At UD, Coleman is director of graduate studies for the Department of Africana Studies and coordinator of the
African American Public Humanities Initiative, which supports doctoral
students in the humanities with an emphasis on public scholarship in
African American/Africana studies. The initiative provides fully funded
graduate fellowships for doctoral students in history, English and art
history in a five-year, cohort-based program.
A recognized
scholar of Black religions, Coleman is the author or editor of six
books and several articles and book chapters that focus on the role of
faith in addressing critical social and philosophical issues. Her book
Making a Way Out of No Way: a Womanist Theology is required reading at
colleges and universities around the United States.

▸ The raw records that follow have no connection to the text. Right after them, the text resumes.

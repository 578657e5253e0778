use serde_json::Value;

use tether_core::{Result, TetherError};

/// Validate tool arguments against the tool's JSON Schema, after coercing
/// trivially-safe mismatches (whole floats to ints, numeric strings to
/// numbers) the schema expects.
pub fn validate_args(
    tool: &str,
    schema: &Value,
    args: &mut serde_json::Map<String, Value>,
) -> Result<()> {
    coerce(schema, args);
    let validator = jsonschema::Validator::new(schema)
        .map_err(|e| TetherError::Config(format!("tool {tool} has an invalid schema: {e}")))?;
    let value = Value::Object(args.clone());
    if validator.is_valid(&value) {
        return Ok(());
    }
    let reasons: Vec<String> = validator
        .iter_errors(&value)
        .map(|e| e.to_string())
        .collect();
    Err(TetherError::InvalidArguments {
        tool: tool.to_string(),
        reason: reasons.join("; "),
    })
}

// Best-effort type coercion driven by the schema's declared property types.
fn coerce(schema: &Value, args: &mut serde_json::Map<String, Value>) {
    let Some(properties) = schema.get("properties").and_then(|p| p.as_object()) else {
        return;
    };
    for (key, prop) in properties {
        let Some(expected) = prop.get("type").and_then(|t| t.as_str()) else {
            continue;
        };
        let Some(current) = args.get(key) else {
            continue;
        };
        let coerced = coerce_value(current, expected);
        if let Some(new) = coerced {
            args.insert(key.clone(), new);
        }
    }
}

fn coerce_value(value: &Value, expected: &str) -> Option<Value> {
    match (expected, value) {
        // Whole floats become integers.
        ("integer", Value::Number(n)) if n.is_f64() => {
            let f = n.as_f64()?;
            if f.fract() == 0.0 && f.is_finite() {
                Some(Value::Number(serde_json::Number::from(f as i64)))
            } else {
                None
            }
        }
        // String-of-int / string-of-number.
        ("integer", Value::String(s)) => s.trim().parse::<i64>().ok().map(Value::from),
        ("number", Value::String(s)) => {
            s.trim().parse::<f64>().ok().and_then(|f| serde_json::Number::from_f64(f).map(Value::Number))
        }
        ("boolean", Value::String(s)) => match s.trim() {
            "true" => Some(Value::Bool(true)),
            "false" => Some(Value::Bool(false)),
            _ => None,
        },
        // Integers widen to numbers implicitly in JSON Schema; nothing to do.
        _ => None,
    }
}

Her memoir Bipolar
Faith: a Black Woman’s Journey with Depression and Faith received the
Silver Illumination Award in 2017. Coleman serves on the program
committee for the American Academy of Religion. Coleman co-hosted the
popular webinar series Octavia Tried to Tell Us: Parable for Today’s
Pandemic, addressing today’s most pressing issues with insights from
Afrofuturist literature, process theology and community values.
Coleman
has received funding from the Ford Foundation, the Andrew W. Mellon
Foundation, the Institute for Citizens and Scholars (formerly the
Woodrow Wilson Fellowship Foundation), the Association for Theological
Schools and the Forum for Theological Exploration (formerly, the Fund
for Theological Education).
Coleman earned her Ph.D. in religion at Claremont Graduate University, her M.Div. at Vanderbilt
University Divinity School and her bachelor’s degree in African American studies at Harvard University. Before joining UD, she taught at Bennett
College, Lutheran School of Theology at Chicago and Claremont School of
Theology, where she was the recipient of the Exemplary Teaching Award
and the Faculty Mentor Award.
Coleman’s appointment as a Cochran Scholar took effect September 1 and will continue for five years.